EXERCISE - Find the lines below that contain the string "Duration", count them, and give only the number.

+ + + +

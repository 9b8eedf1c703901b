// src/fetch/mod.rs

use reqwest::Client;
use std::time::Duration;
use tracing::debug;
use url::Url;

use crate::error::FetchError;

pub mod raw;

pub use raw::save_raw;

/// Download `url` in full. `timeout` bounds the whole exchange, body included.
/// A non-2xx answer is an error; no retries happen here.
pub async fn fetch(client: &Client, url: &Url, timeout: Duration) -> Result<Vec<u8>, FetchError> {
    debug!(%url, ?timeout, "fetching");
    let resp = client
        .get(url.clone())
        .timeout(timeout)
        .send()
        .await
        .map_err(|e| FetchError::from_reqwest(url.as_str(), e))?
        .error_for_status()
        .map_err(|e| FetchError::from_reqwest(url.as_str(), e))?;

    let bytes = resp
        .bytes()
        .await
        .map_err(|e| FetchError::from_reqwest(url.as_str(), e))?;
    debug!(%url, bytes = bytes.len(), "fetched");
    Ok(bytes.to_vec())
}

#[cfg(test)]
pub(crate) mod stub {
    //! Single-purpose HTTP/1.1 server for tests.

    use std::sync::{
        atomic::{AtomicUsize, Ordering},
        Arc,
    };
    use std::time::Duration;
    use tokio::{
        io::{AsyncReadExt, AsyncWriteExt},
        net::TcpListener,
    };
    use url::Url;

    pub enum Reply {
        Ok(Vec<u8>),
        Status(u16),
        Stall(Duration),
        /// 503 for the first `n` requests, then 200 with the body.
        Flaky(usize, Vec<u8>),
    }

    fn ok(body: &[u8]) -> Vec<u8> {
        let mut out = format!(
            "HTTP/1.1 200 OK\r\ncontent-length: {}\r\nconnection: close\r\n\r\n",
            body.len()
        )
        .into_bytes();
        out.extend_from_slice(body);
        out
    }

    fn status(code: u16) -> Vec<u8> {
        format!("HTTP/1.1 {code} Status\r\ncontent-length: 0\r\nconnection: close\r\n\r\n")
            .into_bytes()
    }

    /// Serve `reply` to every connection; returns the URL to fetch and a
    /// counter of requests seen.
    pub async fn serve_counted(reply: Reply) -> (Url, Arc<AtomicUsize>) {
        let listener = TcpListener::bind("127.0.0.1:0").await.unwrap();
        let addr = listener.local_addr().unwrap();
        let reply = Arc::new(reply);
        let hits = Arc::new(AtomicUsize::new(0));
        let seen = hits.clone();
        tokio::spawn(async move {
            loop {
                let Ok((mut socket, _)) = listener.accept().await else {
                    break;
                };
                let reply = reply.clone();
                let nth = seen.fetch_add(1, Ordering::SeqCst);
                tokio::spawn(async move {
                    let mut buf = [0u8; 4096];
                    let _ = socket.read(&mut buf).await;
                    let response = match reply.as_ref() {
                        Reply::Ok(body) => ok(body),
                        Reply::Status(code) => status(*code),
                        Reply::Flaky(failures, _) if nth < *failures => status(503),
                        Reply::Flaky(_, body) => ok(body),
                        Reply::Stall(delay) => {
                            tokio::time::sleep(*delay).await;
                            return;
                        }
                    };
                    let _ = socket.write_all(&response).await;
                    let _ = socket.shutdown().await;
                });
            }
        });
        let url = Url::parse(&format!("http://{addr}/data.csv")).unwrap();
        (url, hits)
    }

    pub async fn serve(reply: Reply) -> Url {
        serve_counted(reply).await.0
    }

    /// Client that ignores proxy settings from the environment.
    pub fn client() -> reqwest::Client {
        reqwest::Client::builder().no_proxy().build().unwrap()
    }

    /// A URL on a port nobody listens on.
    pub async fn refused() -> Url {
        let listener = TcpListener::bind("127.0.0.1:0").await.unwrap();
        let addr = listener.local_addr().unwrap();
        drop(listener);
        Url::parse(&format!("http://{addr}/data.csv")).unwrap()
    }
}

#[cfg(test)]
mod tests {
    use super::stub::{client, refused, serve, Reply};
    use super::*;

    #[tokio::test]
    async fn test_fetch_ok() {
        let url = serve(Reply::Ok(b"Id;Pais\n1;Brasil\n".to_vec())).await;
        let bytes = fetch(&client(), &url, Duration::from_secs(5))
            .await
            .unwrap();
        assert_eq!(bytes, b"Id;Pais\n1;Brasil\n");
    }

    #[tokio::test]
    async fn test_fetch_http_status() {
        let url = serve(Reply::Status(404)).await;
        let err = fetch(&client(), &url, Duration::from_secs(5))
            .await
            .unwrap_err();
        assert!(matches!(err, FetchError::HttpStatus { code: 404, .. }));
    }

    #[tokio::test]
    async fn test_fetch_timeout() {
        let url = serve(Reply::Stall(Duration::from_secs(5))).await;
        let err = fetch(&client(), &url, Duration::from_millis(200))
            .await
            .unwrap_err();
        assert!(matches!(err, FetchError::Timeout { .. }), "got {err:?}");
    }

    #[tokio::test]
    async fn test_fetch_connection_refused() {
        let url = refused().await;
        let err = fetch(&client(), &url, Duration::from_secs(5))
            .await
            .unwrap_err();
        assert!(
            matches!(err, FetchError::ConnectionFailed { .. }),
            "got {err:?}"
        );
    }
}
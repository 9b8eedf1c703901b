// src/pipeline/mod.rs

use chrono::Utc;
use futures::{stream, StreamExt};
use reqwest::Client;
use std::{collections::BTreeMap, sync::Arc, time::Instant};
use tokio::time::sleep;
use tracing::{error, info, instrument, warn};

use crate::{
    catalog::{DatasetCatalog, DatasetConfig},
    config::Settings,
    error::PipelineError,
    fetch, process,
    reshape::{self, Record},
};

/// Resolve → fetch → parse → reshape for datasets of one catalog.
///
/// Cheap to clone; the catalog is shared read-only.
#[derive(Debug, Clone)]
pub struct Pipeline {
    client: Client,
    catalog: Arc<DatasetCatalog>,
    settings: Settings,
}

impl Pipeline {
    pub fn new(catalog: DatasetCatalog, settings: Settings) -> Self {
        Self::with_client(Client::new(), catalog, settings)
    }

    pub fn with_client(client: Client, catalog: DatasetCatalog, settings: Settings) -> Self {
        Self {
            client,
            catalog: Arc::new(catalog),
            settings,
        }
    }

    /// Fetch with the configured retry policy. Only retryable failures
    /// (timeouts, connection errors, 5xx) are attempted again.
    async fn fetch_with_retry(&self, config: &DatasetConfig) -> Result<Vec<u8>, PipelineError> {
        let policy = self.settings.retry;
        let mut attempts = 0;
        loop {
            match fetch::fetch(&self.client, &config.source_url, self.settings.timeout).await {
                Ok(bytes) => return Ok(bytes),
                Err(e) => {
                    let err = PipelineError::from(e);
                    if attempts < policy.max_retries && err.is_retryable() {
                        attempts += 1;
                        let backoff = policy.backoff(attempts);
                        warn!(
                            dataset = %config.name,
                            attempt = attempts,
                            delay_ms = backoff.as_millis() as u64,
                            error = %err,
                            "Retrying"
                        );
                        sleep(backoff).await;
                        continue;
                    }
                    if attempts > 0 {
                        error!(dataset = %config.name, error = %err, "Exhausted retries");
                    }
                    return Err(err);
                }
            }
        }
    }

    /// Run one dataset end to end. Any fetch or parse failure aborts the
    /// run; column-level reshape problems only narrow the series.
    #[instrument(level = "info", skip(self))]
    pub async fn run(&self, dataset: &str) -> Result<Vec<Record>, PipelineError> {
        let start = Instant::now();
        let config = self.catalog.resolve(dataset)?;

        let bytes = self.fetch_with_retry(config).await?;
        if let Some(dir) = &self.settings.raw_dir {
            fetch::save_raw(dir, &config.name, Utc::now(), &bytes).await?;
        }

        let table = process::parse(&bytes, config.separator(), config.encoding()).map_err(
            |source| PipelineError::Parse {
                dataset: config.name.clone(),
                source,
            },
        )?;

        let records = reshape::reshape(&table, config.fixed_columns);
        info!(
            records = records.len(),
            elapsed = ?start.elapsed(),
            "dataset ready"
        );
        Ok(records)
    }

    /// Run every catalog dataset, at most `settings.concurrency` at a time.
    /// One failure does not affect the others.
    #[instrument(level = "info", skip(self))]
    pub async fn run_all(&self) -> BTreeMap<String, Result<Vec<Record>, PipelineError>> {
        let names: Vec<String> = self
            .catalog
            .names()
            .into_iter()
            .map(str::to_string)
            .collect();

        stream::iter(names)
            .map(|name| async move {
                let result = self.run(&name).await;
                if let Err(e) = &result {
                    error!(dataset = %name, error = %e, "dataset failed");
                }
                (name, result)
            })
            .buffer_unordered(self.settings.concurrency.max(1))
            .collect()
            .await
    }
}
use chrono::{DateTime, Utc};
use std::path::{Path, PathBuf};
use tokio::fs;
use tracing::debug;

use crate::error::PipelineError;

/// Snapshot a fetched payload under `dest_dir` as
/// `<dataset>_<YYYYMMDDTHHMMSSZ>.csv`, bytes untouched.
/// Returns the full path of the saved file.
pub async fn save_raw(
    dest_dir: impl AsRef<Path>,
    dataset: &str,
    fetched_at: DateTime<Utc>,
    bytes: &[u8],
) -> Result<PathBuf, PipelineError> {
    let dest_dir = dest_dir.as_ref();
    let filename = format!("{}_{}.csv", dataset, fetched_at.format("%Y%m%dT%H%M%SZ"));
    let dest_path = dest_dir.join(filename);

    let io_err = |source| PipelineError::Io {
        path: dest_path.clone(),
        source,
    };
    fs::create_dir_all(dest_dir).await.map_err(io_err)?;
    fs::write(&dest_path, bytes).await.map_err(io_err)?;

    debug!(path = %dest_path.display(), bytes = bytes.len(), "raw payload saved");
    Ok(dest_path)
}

+ + + +

TASK RESULT - 9